**Sentiment Analysis with DistilBERT using Hugging Face**


#### What is Sentiment Analysis?

Sentiment Analysis is the process of ‘computationally’ determining whether a piece of writing is positive, negative or neutral. It’s also known as opinion mining, deriving the opinion or attitude of a speaker.

DistilBERT

DistilBERT is a smaller, faster and cheaper version of BERT. It has 40% smaller than BERT and runs 60% faster while preserving over 95% of BERT’s performance.

What is DistilBERT: DistilBERT, short for "Distill and BERT," is a compact version of the renowned BERT (Bidirectional Encoder Representations from Transformers) model.

Model Architecture: It reduces the number of layers and attention heads, resulting in a smaller and faster model.

Parameter Reduction: One of DistilBERT's key features is its parameter reduction strategy, achieved by distillation. This involves training the model on a combination of teacher (BERT) and student (DistilBERT).

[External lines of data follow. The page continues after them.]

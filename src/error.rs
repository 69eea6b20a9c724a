//! Error types for voxbridge
//!
//! Centralized error handling using thiserror.

use thiserror::Error;

/// All error types that can occur in voxbridge
#[derive(Debug, Error)]
pub enum VoxError {
    /// Session not ready, handshake failed, or transport destroyed
    #[error("Transport unavailable: {0}")]
    TransportUnavailable(String),

    /// A frame or envelope could not be decoded
    #[error("Malformed payload: {0}")]
    MalformedPayload(String),

    /// Decoded event key disagrees with the key the listener registered for
    #[error("Event key mismatch on handle {handle}: expected {expected:?}, got {actual:?}")]
    EventKeyMismatch {
        handle: u64,
        expected: String,
        actual: String,
    },

    /// The external connect operation failed
    #[error("Connect failure: {0}")]
    ConnectFailure(String),

    /// Peer terminated the call with a non-OK status
    #[error("Call failed with status {code}: {message}")]
    CallFailed { code: u32, message: String },

    /// No codec registered for a type key
    #[error("Unknown codec: {0}")]
    UnknownCodec(String),

    /// IO error
    #[error("IO error: {0}")]
    Io(#[from] std::io::Error),

    /// JSON serialization/deserialization error
    #[error("JSON error: {0}")]
    Json(#[from] serde_json::Error),
}

impl VoxError {
    /// Whether this error invalidates the whole session rather than one call.
    pub fn is_fatal_to_session(&self) -> bool {
        matches!(self, VoxError::TransportUnavailable(_) | VoxError::Io(_))
    }
}

/// Result type alias for voxbridge operations
pub type Result<T> = std::result::Result<T, VoxError>;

Efficiency and Speed: By reducing the model's size and complexity, DistilBERT achieves a significant speedup during both training and inference.

In [1]:
import numpy as np
import pandas as pd
import re
import matplotlib.pyplot as plt

In [2]:
df = pd.read_csv("https://raw.githubusercontent.com/laxmimerit/All-CSV-ML-Data-Files-Download/master/IMDB-Dataset.csv")
df = df.sample(10_000)
df.head()

Unnamed: 0,review,sentiment
47758,"As you all may know, JIGSAW did not make its w...",negative
19842,This love story between an American journalist...,negative
41593,Batman Returns is more Gothic and somber than ...,positive
5298,***SPOILERS*** ***SPOILERS*** Juggernaut is a ...,negative
4263,Hitchcock made at least 11 films about the ord...,positive


### Data Preprocessing

In [3]:
# Define a function
def preprocess_text(review):
    # Remove HTML tags
    review = re.sub(r'<.*?>', '', review)
    # Remove special characters and numbers
    review = re.sub(r'[^a-zA-Z\s]', '', review)
    return review

In [4]:
# Apply preprocessing to each text in the dataframe
df['review'] = df['review'].apply(preprocess_text)

### Creating Torch Dataset for Model
##### custom dataset -> evaluation/compute metrics -> training arguments -> trainer -> training -> testing

In [6]:
import torch
from torch.utils.data import Dataset

In [7]:
class CustomDataset(Dataset):

    def __init__(self, texts, labels, tokenizer, max_len=512):
        self.texts = texts
        self.labels = labels
        self.tokenizer = tokenizer
        self.max_len = max_len

    def __len__(self):
        return len(self.texts)

    def __getitem__(self, idx):

        text = str(self.texts[idx])
        label = torch.tensor(self.labels[idx])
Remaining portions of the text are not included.